Activity: What you return must match the listing word for word.

------ Input records

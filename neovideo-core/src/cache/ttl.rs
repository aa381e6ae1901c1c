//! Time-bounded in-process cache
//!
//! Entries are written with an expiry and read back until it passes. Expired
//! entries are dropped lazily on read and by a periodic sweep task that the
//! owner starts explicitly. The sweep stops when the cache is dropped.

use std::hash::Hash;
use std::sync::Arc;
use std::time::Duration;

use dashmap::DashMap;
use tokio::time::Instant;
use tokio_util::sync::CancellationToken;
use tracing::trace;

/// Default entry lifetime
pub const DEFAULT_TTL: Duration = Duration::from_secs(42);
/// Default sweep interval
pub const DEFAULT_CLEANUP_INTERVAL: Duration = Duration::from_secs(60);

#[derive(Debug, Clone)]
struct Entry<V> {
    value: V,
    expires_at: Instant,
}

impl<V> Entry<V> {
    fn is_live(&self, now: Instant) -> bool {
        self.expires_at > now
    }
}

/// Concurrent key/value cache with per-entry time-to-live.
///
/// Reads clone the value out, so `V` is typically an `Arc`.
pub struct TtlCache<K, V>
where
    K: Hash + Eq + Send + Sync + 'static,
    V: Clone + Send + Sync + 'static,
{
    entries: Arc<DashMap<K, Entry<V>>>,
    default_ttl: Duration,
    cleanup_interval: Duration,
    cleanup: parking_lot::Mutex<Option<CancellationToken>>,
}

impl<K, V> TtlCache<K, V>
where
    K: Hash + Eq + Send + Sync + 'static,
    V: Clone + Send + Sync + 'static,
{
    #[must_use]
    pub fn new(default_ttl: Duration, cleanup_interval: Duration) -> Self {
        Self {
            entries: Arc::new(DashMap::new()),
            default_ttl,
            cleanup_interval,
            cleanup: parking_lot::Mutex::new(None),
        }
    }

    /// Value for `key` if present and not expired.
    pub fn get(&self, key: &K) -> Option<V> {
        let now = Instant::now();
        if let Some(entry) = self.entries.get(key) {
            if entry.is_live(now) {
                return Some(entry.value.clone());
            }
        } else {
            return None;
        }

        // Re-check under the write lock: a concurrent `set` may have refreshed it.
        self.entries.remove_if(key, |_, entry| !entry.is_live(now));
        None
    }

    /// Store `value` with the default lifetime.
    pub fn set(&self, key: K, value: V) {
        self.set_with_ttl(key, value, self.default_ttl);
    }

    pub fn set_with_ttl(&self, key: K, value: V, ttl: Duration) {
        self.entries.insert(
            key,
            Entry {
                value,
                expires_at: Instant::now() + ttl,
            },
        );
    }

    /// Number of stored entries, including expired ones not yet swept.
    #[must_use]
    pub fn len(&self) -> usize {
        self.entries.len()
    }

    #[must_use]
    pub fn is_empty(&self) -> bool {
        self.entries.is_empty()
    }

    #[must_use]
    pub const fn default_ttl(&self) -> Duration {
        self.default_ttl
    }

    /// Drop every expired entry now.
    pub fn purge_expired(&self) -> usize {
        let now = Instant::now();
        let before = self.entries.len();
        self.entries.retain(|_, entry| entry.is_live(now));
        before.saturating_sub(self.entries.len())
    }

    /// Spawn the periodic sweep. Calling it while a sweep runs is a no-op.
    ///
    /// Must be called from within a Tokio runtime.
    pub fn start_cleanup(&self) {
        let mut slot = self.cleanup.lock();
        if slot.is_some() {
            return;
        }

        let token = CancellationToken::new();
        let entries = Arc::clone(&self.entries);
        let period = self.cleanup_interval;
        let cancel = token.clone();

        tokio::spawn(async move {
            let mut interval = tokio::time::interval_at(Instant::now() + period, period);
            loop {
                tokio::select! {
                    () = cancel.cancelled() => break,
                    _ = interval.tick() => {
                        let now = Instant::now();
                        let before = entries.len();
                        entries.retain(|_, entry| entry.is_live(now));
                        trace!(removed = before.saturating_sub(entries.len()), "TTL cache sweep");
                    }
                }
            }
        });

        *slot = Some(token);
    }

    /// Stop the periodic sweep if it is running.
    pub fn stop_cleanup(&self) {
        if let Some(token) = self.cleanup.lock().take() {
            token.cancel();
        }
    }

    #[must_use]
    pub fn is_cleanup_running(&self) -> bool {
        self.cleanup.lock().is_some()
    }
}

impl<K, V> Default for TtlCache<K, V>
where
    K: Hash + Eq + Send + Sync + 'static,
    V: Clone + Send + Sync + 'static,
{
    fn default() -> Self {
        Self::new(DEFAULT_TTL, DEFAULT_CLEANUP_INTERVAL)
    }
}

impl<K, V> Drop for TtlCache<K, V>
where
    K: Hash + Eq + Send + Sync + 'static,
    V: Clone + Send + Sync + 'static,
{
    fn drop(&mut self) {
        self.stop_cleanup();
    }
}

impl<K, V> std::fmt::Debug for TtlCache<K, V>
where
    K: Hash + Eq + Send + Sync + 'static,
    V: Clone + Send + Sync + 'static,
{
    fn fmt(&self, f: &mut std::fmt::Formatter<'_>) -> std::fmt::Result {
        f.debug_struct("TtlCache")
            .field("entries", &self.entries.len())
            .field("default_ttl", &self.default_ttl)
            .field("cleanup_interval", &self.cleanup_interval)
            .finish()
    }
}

------------

Task answer:
filename neovideo-core/src/cache/ttl.rs
repository aa381e6ae1901c1c
//! Time-bounded in-process cache
//!
//! Entries are written with an expiry and read back until it passes. Expired
//! entries are dropped lazily on read and by a periodic sweep task that the
//! owner starts explicitly. The sweep stops when the cache is dropped.

use std::hash::Hash;
use std::sync::Arc;
use std::time::Duration;

use dashmap::DashMap;
use tokio::time::Instant;
use tokio_util::sync::CancellationToken;
use tracing::trace;

/// Default entry lifetime
pub const DEFAULT_TTL: Duration = Duration::from_secs(42);
/// Default sweep interval
pub const DEFAULT_CLEANUP_INTERVAL: Duration = Duration::from_secs(60);

#[derive(Debug, Clone)]
struct Entry<V> {
    value: V,
    expires_at: Instant,
}

impl<V> Entry<V> {
    fn is_live(&self, now: Instant) -> bool {
        self.expires_at > now
    }
}

/// Concurrent key/value cache with per-entry time-to-live.
///
/// Reads clone the value out, so `V` is typically an `Arc`.
pub struct TtlCache<K, V>
where
    K: Hash + Eq + Send + Sync + 'static,
    V: Clone + Send + Sync + 'static,
{
    entries: Arc<DashMap<K, Entry<V>>>,
    default_ttl: Duration,
    cleanup_interval: Duration,
    cleanup: parking_lot::Mutex<Option<CancellationToken>>,
}

impl<K, V> TtlCache<K, V>
where
    K: Hash + Eq + Send + Sync + 'static,
    V: Clone + Send + Sync + 'static,
{
    #[must_use]
    pub fn new(default_ttl: Duration, cleanup_interval: Duration) -> Self {
        Self {
            entries: Arc::new(DashMap::new()),
            default_ttl,
            cleanup_interval,
            cleanup: parking_lot::Mutex::new(None),
        }
    }

    /// Value for `key` if present and not expired.
    pub fn get(&self, key: &K) -> Option<V> {
        let now = Instant::now();
        if let Some(entry) = self.entries.get(key) {
            if entry.is_live(now) {
                return Some(entry.value.clone());
            }
        } else {
            return None;
        }

        // Re-check under the write lock: a concurrent `set` may have refreshed it.
        self.entries.remove_if(key, |_, entry| !entry.is_live(now));
        None
    }

    /// Store `value` with the default lifetime.
    pub fn set(&self, key: K, value: V) {
        self.set_with_ttl(key, value, self.default_ttl);
    }

    pub fn set_with_ttl(&self, key: K, value: V, ttl: Duration) {
        self.entries.insert(
            key,
            Entry {
                value,
                expires_at: Instant::now() + ttl,
            },
        );
    }

    /// Number of stored entries, including expired ones not yet swept.
    #[must_use]
    pub fn len(&self) -> usize {
        self.entries.len()
    }

    #[must_use]
    pub fn is_empty(&self) -> bool {
        self.entries.is_empty()
    }

    #[must_use]
    pub const fn default_ttl(&self) -> Duration {
        self.default_ttl
    }

    /// Drop every expired entry now.
    pub fn purge_expired(&self) -> usize {
        let now = Instant::now();
        let before = self.entries.len();
        self.entries.retain(|_, entry| entry.is_live(now));
        before.saturating_sub(self.entries.len())
    }

    /// Spawn the periodic sweep. Calling it while a sweep runs is a no-op.
    ///
    /// Must be called from within a Tokio runtime.
    pub fn start_cleanup(&self) {
        let mut slot = self.cleanup.lock();
        if slot.is_some() {
            return;
        }

        let token = CancellationToken::new();
        let entries = Arc::clone(&self.entries);
        let period = self.cleanup_interval;
        let cancel = token.clone();

        tokio::spawn(async move {
            let mut interval = tokio::time::interval_at(Instant::now() + period, period);
            loop {
                tokio::select! {
                    () = cancel.cancelled() => break,
                    _ = interval.tick() => {
                        let now = Instant::now();
                        let before = entries.len();
                        entries.retain(|_, entry| entry.is_live(now));
                        trace!(removed = before.saturating_sub(entries.len()), "TTL cache sweep");
                    }
                }
            }
        });

        *slot = Some(token);
    }

    /// Stop the periodic sweep if it is running.
    pub fn stop_cleanup(&self) {
        if let Some(token) = self.cleanup.lock().take() {
            token.cancel();
        }
    }

    #[must_use]
    pub fn is_cleanup_running(&self) -> bool {
        self.cleanup.lock().is_some()
    }
}

impl<K, V> Default for TtlCache<K, V>
where
    K: Hash + Eq + Send + Sync + 'static,
    V: Clone + Send + Sync + 'static,
{
    fn default() -> Self {
        Self::new(DEFAULT_TTL, DEFAULT_CLEANUP_INTERVAL)
    }
}

impl<K, V> Drop for TtlCache<K, V>
where
    K: Hash + Eq + Send + Sync + 'static,
    V: Clone + Send + Sync + 'static,
{
    fn drop(&mut self) {
        self.stop_cleanup();
    }
}

impl<K, V> std::fmt::Debug for TtlCache<K, V>
where
    K: Hash + Eq + Send + Sync + 'static,
    V: Clone + Send + Sync + 'static,
{
    fn fmt(&self, f: &mut std::fmt::Formatter<'_>) -> std::fmt::Result {
        f.debug_struct("TtlCache")
            .field("entries", &self.entries.len())
            .field("default_ttl", &self.default_ttl)
            .field("cleanup_interval", &self.cleanup_interval)
            .finish()
    }
}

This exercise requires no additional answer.